Beans and nuts are among foods that only modestly increase blood glucose levels; scientists describe these foods as having a low glycemic index. The new study, which lasted six months, is one of the largest and longest to assess the impact of foods with a low-glycemic index, researchers said.

Participants on the low-glycemic diet also saw significant improvements in cholesterol after six months, with increases in HDL, the so-called “good” cholesterol associated with a reduced risk of heart disease, the study found.

“That’s an important issue today, because there’s a double whammy for people who are diabetic," said Dr. David J. A. Jenkins, lead author of the report and a professor of nutritional sciences at the University of Toronto. "If they’re men, they have twice the risk of heart disease, and if they’re women, they have four times the risk. If you can hit the heart disease to which they’re particularly vulnerable, you may have something useful."

“Pharmaceuticals used to control Type 2 diabetes have not shown the expected benefits in terms of reducing cardiovascular disease,” he added.

The study was published on Tuesday in the Journal of the American Medical Association.

Some 210 patients with Type 2 diabetes were randomly assigned to a low-glycemic diet or a high-cereal, high-fiber diet.

The high-cereal high fiber diet emphasized “brown foods” such as whole-grain bread and breakfast cereal, brown rice and potatoes with the skin on. The low-glycemic diet included beans, peas, lentils, pasta, quickly boiled rice and certain breads, like pumpernickel and rye, as well as oatmeal and oat bran cereals.

Both diets are low in saturated fat and trans fat. Both groups were told to limit their consumption of white flour and to eat five servings of vegetables and three servings of fruit each day.

Participants on the low-glycemic diet saw their hemoglobin A1C levels — a measure of blood glucose levels over recent months — reduced slightly, by 0.5 percent on average, but experienced significant improvements in HDL, which increased by 1.7 milligrams per deciliter of blood on average. Those on the high-cereal diet saw smaller reductions in hemoglobin A1C and slight drops in HDL.

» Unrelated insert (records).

#[test]
fn test_generated_change_recreates_column() {
    let main = snapshot_with_table(table("app", "users", vec![column("full_name", 1, "text")]));
    let mut generated = column("full_name", 1, "text");
    generated.generated = ColumnGenerated::Stored;
    generated.default = Some("first || ' ' || last".into());
    let branch = snapshot_with_table(table("app", "users", vec![generated]));

    let changes = compute_schema_diff(&ctx(), &main, &branch);
    assert_eq!(changes.len(), 2);
    assert!(matches!(&changes[0], Change::Table(TableChange::DropColumn { .. })));
    assert!(matches!(&changes[1], Change::Table(TableChange::AddColumn { .. })));
}

#[test]
fn test_partitioning_change_recreates_table() {
    let main = snapshot_with_table(table("app", "events", vec![column("id", 1, "bigint")]));
    let mut partitioned = table("app", "events", vec![column("id", 1, "bigint")]);
    partitioned.partition_by = Some("RANGE (id)".into());
    let branch = snapshot_with_table(partitioned);

    let changes = compute_schema_diff(&ctx(), &main, &branch);
    assert!(matches!(&changes[0], Change::Table(TableChange::Drop { .. })));
    assert!(matches!(&changes[1], Change::Table(TableChange::Create { .. })));
}

#[test]
fn test_rls_and_replica_identity_are_separate_alters() {
    let main = snapshot_with_table(table("app", "users", vec![column("id", 1, "bigint")]));
    let mut changed = table("app", "users", vec![column("id", 1, "bigint")]);
    changed.rls_enabled = true;
    changed.replica_identity = ReplicaIdentity::Full;
    let branch = snapshot_with_table(changed);

    let changes = compute_schema_diff(&ctx(), &main, &branch);
    assert_eq!(changes.len(), 2);
    assert!(changes.iter().any(|c| matches!(
        c,
        Change::Table(TableChange::SetRowLevelSecurity { enabled: true, .. })
    )));
    assert!(changes.iter().any(|c| matches!(
        c,
        Change::Table(TableChange::SetReplicaIdentity { .. })
    )));
}

#[test]
fn test_comment_transitions() {
    let base = table("app", "users", vec![column("id", 1, "bigint")]);
    let mut with_comment = base.clone();
    with_comment.comment = Some("accounts".into());

    // set
    let changes = compute_schema_diff(
        &ctx(),
        &snapshot_with_table(base.clone()),
        &snapshot_with_table(with_comment.clone()),
    );
    assert_eq!(changes.len(), 1);
    assert_eq!(changes[0].operation(), ChangeOperation::Create);
    assert_eq!(changes[0].scope(), ChangeScope::Comment);

    // unset
    let changes = compute_schema_diff(
        &ctx(),
        &snapshot_with_table(with_comment.clone()),
        &snapshot_with_table(base),
    );
    assert_eq!(changes.len(), 1);
    assert_eq!(changes[0].operation(), ChangeOperation::Drop);

    // replace
    let mut replaced = with_comment.clone();
    replaced.comment = Some("all accounts".into());
    let changes = compute_schema_diff(
        &ctx(),
        &snapshot_with_table(with_comment),
        &snapshot_with_table(replaced),
    );
    assert_eq!(changes.len(), 1);
    assert_eq!(changes[0].operation(), ChangeOperation::Create);
    assert!(changes[0].to_sql().contains("'all accounts'"));
}

#[test]
fn test_privilege_grantable_flips() {
    let target = crate::change::SqlObjectRef::Table {
        schema: "app".into(),
        name: "users".into(),
    };
    let plain = |grantable| AclEntry {
        grantee: "reporting".into(),
        privilege: "SELECT".into(),
        grantable,
    };

    // false -> true: fresh grant with the option
    let changes = acl_diff(&target, &[plain(false)], &[plain(true)]);
    assert_eq!(changes.len(), 1);
    match &changes[0] {
        Change::Acl(AclChange::Grant { grantable, .. }) => assert!(grantable),
        other => panic!("expected Grant, got {other:?}"),
    }

    // true -> false: revoke only the option
    let changes = acl_diff(&target, &[plain(true)], &[plain(false)]);
    assert_eq!(changes.len(), 1);
    assert!(matches!(
        &changes[0],
        Change::Acl(AclChange::RevokeGrantOption { .. })
    ));

    // removal: full revoke
    let changes = acl_diff(&target, &[plain(false)], &[]);
    assert_eq!(changes.len(), 1);
    assert!(matches!(&changes[0], Change::Acl(AclChange::Revoke { .. })));
}

#[test]
fn test_publication_all_tables_flip_recreates() {
    let mut main = SchemaSnapshot::new();
    main.add_publication(Publication {
        name: "events".into(),
        owner: "postgres".into(),
        all_tables: true,
        publish_insert: true,
        publish_update: true,
        publish_delete: true,
        publish_truncate: true,
        publish_via_partition_root: false,
        tables: vec![],
        schemas: vec![],
        comment: None,
    });
    let mut branch = SchemaSnapshot::new();
    branch.add_publication(Publication {
        name: "events".into(),
        owner: "postgres".into(),
        all_tables: false,
        publish_insert: true,
        publish_update: true,
        publish_delete: true,
        publish_truncate: true,
        publish_via_partition_root: false,
        tables: vec![PublicationTable {
            schema: "app".into(),
            name: "events".into(),
            columns: None,
            row_filter: None,
        }],
        schemas: vec![],
        comment: None,
    });

    let changes = compute_schema_diff(&ctx(), &main, &branch);
    assert!(matches!(
        &changes[0],
        Change::Publication(PublicationChange::Drop { .. })
    ));
    assert!(matches!(
        &changes[1],
        Change::Publication(PublicationChange::Create { .. })
    ));
}

#[test]
fn test_publication_table_filter_change_replaces_entry() {
    let publication = |filter: Option<&str>| Publication {
        name: "events".into(),
        owner: "postgres".into(),
        all_tables: false,
        publish_insert: true,
        publish_update: true,
        publish_delete: true,
        publish_truncate: true,
        publish_via_partition_root: false,
        tables: vec![PublicationTable {
            schema: "app".into(),
            name: "events".into(),
            columns: None,
            row_filter: filter.map(String::from),
        }],
        schemas: vec![],
        comment: None,
    };
    let mut main = SchemaSnapshot::new();
    main.add_publication(publication(None));
    let mut branch = SchemaSnapshot::new();
    branch.add_publication(publication(Some("kind <> 'debug'")));

    let changes = compute_schema_diff(&ctx(), &main, &branch);
    assert_eq!(changes.len(), 2);
    assert!(matches!(
        &changes[0],
        Change::Publication(PublicationChange::DropTables { .. })
    ));
    assert!(matches!(
        &changes[1],
        Change::Publication(PublicationChange::AddTables { .. })
    ));
}

#[test]
fn test_subscription_two_phase_recreates() {
    let subscription = |two_phase| Subscription {
        name: "replica".into(),
        owner: "postgres".into(),
        connection: "host=primary".into(),
        publications: vec!["events".into()],
        enabled: true,
        slot_name: None,
        synchronous_commit: None,
        binary: false,
        streaming: false,
        two_phase,
        disable_on_error: false,
        comment: None,
    };
    let mut main = SchemaSnapshot::new();
    main.add_subscription(subscription(false));
    let mut branch = SchemaSnapshot::new();
    branch.add_subscription(subscription(true));

    let changes = compute_schema_diff(&ctx(), &main, &branch);
    assert!(matches!(
        &changes[0],
        Change::Subscription(crate::change::SubscriptionChange::Drop { .. })
    ));
    assert!(matches!(
        &changes[1],
        Change::Subscription(crate::change::SubscriptionChange::Create { .. })
    ));
}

Dietitians who work with people who have Type 2 diabetes said earlier studies had not demonstrated the benefits of low-glycemic index foods as clearly as this report.

“We’ve been telling people to eat whole grains for a long time," said Emmy Suhl, a nutrition and diabetes educator at the Joslin Diabetes Center in Boston. "What this study shows is that it’s not enough to have whole grains. It’s these very specific low-glycemic carbohydrates that do a much better job."

But, she said, following such a diet is complicated, since the glycemic index of a food can change depending on how it is prepared and served.

“People tell us again and again that diet is the hardest part of diabetes management,” she added.